Data excerpts section start

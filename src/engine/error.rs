use crate::dispatcher::DispatchError;
use crate::scheduler::{CronError, ScheduleError};
use crate::task::DraftError;
use thiserror::Error;

#[derive(Debug, Error)]
pub enum EngineError {
    #[error("task not found: {0}")]
    TaskNotFound(String),
    #[error("variable not found: {0}")]
    VariableNotFound(String),
    #[error("execution log not found: {0}")]
    LogNotFound(String),
    #[error("{0}")]
    Invalid(String),
    #[error(transparent)]
    Draft(#[from] DraftError),
    #[error(transparent)]
    Cron(#[from] CronError),
    #[error("task '{0}' is already running")]
    AlreadyRunning(String),
    #[error("task '{0}' is not running")]
    NotRunning(String),
    #[error("task '{0}' is not scheduled")]
    NotScheduled(String),
    #[error("task '{0}' has no cron expression")]
    NoCronExpr(String),
    #[error("run aborted: {0}")]
    Aborted(String),
    #[error("persistence error: {0:#}")]
    Persistence(#[from] anyhow::Error),
}

impl From<DispatchError> for EngineError {
    fn from(e: DispatchError) -> Self {
        match e {
            DispatchError::NotFound(id) => EngineError::TaskNotFound(id),
            DispatchError::AlreadyRunning(name) => EngineError::AlreadyRunning(name),
            DispatchError::Aborted(reason) => EngineError::Aborted(reason),
        }
    }
}

impl From<ScheduleError> for EngineError {
    fn from(e: ScheduleError) -> Self {
        match e {
            ScheduleError::NotFound(id) => EngineError::TaskNotFound(id),
            ScheduleError::NoCronExpr(name) => EngineError::NoCronExpr(name),
            ScheduleError::NotScheduled(id) => EngineError::NotScheduled(id),
            ScheduleError::Cron(e) => EngineError::Cron(e),
        }
    }
}

impl EngineError {
    /// Errors caused by the caller's input rather than by state or I/O.
    pub fn is_validation(&self) -> bool {
        matches!(
            self,
            EngineError::Invalid(_)
                | EngineError::Draft(_)
                | EngineError::Cron(_)
                | EngineError::NoCronExpr(_)
        )
    }

    pub fn is_not_found(&self) -> bool {
        matches!(
            self,
            EngineError::TaskNotFound(_)
                | EngineError::VariableNotFound(_)
                | EngineError::LogNotFound(_)
        )
    }

    pub fn is_conflict(&self) -> bool {
        matches!(
            self,
            EngineError::AlreadyRunning(_)
                | EngineError::NotRunning(_)
                | EngineError::NotScheduled(_)
        )
    }
}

Data excerpts section end

* _What you need to do_
Give the number of lines in the listing that hold the string "NoCronExpr". Add nothing else.

* _Your response_
3